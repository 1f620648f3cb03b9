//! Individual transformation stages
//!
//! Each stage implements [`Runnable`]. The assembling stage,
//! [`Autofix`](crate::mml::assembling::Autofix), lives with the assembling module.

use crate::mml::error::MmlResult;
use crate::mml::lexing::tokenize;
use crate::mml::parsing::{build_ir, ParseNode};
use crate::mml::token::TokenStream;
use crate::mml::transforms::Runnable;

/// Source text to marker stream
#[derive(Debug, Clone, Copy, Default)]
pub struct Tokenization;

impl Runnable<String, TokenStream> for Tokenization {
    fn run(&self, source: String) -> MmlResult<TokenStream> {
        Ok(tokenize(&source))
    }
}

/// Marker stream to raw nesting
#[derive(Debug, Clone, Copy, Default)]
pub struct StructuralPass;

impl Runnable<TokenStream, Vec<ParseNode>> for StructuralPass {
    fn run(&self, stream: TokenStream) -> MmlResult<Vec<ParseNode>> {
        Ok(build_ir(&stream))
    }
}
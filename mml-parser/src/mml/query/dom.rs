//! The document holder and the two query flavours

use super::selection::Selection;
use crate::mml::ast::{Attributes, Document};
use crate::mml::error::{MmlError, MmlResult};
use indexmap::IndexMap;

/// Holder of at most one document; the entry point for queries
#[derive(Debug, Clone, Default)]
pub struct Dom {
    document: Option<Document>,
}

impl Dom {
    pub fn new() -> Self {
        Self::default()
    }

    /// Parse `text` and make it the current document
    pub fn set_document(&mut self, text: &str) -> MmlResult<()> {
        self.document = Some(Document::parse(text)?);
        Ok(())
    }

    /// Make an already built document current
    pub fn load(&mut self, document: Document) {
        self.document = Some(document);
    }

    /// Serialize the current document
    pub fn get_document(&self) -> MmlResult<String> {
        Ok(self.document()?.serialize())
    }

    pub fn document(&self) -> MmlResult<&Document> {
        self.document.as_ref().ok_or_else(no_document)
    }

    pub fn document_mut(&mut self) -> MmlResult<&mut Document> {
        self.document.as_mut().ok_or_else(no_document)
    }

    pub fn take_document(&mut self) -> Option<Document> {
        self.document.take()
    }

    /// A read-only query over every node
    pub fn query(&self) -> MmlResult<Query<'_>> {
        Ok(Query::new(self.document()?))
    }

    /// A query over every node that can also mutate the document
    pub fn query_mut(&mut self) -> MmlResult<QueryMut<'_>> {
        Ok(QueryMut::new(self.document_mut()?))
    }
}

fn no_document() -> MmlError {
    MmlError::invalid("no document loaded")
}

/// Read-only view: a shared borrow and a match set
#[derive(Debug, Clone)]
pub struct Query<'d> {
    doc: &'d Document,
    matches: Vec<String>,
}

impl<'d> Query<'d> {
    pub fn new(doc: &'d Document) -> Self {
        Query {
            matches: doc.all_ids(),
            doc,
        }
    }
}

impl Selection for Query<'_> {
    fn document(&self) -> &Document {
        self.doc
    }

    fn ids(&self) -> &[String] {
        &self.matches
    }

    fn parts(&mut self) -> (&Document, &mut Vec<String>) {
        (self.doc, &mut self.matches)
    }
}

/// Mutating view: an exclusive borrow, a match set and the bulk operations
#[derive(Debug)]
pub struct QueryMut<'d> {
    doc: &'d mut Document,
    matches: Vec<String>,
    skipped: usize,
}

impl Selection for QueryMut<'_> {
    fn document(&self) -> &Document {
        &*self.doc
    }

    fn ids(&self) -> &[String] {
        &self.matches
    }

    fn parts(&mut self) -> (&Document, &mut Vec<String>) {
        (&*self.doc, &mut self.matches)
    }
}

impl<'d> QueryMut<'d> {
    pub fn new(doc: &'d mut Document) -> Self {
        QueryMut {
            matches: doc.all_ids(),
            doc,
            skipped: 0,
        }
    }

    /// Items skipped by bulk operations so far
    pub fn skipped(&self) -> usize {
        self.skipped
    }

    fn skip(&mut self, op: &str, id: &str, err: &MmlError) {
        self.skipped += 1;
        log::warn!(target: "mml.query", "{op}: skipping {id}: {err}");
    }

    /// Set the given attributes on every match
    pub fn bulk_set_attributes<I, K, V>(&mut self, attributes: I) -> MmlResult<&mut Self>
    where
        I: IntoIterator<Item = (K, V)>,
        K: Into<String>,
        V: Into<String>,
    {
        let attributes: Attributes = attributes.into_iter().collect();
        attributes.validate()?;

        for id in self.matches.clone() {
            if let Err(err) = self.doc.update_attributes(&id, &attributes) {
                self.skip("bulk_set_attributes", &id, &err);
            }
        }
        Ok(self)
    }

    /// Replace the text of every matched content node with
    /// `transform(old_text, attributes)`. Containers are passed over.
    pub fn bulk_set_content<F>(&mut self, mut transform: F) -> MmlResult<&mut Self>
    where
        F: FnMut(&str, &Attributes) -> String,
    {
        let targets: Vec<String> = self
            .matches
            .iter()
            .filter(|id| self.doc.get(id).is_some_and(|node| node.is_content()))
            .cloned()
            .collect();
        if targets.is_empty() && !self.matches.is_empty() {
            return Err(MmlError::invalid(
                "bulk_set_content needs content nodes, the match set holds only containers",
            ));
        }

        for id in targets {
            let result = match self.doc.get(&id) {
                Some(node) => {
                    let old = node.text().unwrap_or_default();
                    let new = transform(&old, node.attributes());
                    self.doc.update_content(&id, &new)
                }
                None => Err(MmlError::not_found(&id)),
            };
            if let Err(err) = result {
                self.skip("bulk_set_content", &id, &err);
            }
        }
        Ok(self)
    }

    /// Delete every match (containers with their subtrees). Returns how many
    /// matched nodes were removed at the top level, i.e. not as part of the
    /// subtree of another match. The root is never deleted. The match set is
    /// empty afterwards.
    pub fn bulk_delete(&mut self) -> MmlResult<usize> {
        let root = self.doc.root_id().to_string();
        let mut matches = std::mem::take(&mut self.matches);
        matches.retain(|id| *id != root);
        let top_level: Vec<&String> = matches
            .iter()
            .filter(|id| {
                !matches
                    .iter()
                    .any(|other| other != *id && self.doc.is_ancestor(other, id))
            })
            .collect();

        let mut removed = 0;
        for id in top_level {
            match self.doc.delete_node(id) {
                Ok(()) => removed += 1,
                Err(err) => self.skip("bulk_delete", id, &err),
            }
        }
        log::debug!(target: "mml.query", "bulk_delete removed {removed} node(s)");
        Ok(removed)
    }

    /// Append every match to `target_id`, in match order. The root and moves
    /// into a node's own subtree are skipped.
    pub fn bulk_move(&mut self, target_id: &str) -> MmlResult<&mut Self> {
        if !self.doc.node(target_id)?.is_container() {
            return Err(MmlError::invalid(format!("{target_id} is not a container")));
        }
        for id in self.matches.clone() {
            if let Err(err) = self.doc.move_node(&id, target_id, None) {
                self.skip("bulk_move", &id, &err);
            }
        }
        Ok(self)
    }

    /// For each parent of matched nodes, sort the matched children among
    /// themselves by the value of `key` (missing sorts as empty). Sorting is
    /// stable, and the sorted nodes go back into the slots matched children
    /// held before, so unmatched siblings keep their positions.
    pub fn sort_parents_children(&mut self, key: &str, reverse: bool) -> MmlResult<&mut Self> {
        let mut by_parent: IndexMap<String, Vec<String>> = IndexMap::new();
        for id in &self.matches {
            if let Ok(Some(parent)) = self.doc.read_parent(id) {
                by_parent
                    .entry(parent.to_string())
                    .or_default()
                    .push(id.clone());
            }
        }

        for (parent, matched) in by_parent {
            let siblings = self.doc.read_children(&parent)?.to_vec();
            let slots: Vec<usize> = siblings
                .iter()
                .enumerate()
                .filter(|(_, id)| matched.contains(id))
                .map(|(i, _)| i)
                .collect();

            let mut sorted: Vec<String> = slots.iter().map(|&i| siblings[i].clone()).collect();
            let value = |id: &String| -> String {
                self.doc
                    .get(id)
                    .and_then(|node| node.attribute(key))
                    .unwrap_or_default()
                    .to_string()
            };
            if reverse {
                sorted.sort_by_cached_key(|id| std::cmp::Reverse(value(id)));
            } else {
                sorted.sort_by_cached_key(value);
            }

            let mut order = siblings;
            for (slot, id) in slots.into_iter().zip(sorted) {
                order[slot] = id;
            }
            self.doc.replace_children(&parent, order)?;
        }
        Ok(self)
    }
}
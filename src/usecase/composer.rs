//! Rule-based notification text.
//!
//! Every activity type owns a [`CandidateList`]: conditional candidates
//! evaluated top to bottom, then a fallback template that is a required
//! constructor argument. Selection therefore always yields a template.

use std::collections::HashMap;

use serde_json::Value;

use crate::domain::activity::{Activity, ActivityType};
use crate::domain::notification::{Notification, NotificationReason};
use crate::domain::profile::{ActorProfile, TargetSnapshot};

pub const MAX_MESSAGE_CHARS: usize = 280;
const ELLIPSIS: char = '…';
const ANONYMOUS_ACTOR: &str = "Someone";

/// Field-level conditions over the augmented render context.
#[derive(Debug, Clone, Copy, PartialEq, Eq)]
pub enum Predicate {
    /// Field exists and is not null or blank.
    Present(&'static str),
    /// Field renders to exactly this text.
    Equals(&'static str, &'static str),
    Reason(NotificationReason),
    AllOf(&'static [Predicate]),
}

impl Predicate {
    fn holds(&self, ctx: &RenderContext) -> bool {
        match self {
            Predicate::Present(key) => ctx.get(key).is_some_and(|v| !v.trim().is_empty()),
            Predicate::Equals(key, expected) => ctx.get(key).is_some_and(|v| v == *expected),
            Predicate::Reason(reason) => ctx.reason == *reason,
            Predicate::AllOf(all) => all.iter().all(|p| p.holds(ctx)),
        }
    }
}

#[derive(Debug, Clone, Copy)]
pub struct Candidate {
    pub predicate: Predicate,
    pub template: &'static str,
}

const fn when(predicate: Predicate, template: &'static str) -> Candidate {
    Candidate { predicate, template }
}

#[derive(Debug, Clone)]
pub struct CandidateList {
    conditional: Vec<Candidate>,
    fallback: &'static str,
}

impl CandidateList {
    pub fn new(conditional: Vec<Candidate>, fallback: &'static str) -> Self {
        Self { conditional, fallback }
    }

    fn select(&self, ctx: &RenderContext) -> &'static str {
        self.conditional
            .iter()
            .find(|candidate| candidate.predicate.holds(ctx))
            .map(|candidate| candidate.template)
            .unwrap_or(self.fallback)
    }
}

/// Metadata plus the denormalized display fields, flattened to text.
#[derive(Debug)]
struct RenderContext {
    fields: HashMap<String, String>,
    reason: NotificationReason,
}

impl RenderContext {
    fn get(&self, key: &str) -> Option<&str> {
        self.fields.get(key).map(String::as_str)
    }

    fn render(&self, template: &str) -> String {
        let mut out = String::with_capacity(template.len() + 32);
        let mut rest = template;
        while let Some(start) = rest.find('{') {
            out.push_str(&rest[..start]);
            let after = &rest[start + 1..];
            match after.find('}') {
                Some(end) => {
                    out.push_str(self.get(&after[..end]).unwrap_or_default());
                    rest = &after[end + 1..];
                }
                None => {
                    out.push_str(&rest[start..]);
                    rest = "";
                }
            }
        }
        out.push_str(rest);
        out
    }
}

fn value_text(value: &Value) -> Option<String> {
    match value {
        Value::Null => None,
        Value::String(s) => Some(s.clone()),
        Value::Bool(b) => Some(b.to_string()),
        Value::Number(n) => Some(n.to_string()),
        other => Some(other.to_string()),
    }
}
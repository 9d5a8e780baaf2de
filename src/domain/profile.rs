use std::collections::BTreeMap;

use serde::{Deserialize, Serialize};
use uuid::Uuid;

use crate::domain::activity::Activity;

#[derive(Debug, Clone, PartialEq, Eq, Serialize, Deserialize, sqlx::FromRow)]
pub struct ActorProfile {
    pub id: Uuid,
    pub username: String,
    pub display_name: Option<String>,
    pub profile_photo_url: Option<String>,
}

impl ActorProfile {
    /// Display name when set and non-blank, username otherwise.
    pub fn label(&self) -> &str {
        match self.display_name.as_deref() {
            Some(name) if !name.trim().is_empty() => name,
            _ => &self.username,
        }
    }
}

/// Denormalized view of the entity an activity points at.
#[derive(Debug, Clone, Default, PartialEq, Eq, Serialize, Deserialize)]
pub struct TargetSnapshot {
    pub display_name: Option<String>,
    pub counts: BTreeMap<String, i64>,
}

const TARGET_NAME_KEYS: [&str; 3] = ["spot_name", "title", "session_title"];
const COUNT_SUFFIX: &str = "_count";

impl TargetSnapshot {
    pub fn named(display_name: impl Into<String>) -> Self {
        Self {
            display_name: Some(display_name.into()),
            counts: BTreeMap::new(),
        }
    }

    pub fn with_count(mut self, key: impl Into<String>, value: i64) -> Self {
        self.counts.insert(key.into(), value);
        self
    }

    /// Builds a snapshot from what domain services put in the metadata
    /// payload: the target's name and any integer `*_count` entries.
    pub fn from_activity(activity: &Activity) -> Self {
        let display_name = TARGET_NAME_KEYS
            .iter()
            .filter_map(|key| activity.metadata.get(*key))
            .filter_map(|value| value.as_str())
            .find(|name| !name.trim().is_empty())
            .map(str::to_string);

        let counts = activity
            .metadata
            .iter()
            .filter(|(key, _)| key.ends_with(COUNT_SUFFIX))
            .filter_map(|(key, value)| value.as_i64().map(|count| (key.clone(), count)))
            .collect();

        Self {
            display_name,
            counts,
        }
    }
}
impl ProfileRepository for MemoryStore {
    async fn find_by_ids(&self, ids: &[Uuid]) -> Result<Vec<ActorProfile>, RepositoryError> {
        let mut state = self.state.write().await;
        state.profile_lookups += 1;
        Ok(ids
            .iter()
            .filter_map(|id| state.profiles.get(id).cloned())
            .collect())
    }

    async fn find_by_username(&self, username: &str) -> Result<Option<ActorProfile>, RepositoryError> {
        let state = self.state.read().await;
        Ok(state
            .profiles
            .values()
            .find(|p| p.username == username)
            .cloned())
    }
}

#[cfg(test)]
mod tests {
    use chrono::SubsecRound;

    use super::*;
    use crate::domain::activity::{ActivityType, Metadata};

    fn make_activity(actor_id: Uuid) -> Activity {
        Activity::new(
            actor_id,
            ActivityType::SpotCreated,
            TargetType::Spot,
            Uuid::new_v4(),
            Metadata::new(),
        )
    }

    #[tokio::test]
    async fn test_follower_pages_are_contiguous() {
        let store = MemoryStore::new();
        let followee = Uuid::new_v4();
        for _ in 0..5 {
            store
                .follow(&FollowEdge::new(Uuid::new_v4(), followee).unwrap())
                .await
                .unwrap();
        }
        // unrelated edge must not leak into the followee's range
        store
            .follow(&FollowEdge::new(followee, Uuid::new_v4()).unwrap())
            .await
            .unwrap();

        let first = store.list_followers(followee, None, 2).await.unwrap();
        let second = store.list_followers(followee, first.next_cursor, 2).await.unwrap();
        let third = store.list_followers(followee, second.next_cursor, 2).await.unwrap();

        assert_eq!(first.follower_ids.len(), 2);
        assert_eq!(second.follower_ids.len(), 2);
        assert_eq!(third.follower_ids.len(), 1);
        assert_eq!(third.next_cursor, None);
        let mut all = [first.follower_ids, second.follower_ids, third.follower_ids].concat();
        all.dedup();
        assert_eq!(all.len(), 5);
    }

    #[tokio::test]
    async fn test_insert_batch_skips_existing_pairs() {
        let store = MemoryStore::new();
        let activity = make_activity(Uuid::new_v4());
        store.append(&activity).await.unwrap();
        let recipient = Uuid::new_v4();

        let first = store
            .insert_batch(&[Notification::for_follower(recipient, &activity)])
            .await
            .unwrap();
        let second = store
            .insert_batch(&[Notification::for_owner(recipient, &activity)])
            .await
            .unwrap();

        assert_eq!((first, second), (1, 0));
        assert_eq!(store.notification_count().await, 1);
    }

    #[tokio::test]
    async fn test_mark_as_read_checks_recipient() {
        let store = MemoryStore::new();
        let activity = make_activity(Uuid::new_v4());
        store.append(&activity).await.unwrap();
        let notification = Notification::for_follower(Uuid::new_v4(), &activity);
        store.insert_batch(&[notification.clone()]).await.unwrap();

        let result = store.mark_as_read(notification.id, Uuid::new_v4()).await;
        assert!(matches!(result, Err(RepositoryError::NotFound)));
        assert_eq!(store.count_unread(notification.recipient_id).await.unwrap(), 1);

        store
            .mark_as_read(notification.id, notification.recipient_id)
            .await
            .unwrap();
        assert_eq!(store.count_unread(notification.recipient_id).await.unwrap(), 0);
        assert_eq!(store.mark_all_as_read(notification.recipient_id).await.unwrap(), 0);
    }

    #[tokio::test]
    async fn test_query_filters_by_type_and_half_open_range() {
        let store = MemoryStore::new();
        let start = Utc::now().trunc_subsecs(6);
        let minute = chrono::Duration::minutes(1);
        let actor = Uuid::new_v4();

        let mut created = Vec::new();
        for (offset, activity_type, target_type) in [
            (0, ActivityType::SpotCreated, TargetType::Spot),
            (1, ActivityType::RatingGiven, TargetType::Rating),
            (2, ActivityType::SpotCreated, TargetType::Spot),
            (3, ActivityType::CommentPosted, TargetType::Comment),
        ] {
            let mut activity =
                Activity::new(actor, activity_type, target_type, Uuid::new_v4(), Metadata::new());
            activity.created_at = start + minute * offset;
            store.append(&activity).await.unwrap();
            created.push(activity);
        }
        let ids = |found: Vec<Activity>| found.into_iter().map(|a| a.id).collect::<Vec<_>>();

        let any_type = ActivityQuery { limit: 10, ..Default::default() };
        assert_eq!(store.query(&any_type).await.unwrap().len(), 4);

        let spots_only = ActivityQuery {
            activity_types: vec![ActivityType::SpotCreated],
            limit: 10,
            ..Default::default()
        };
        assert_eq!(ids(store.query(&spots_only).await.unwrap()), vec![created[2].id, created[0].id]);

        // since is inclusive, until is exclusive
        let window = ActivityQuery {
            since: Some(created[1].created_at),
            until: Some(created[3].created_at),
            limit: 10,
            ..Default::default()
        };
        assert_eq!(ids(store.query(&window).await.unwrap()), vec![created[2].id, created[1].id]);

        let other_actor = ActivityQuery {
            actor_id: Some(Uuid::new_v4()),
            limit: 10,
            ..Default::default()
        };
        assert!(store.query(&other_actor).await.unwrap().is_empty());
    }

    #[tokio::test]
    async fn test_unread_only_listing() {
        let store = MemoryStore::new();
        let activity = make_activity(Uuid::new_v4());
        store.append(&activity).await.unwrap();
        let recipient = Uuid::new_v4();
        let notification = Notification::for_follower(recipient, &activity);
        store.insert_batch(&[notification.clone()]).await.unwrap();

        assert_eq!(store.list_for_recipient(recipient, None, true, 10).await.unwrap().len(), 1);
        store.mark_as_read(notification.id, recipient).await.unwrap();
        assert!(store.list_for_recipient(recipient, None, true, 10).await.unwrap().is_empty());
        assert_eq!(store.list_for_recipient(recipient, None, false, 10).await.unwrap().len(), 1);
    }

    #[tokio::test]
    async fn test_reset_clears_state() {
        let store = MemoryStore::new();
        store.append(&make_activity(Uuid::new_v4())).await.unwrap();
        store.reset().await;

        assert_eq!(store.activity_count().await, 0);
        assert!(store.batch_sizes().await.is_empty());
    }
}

################

* _Exercise_
Retype the entries exactly from the first line, stopping after the line with "use crate::mml::token::TokenStream;".

* _Exercise result_
repository 1f620648f3cb03b9
//! Individual transformation stages
//!
//! Each stage implements [`Runnable`]. The assembling stage,
//! [`Autofix`](crate::mml::assembling::Autofix), lives with the assembling module.

use crate::mml::error::MmlResult;
use crate::mml::lexing::tokenize;
use crate::mml::parsing::{build_ir, ParseNode};
use crate::mml::token::TokenStream;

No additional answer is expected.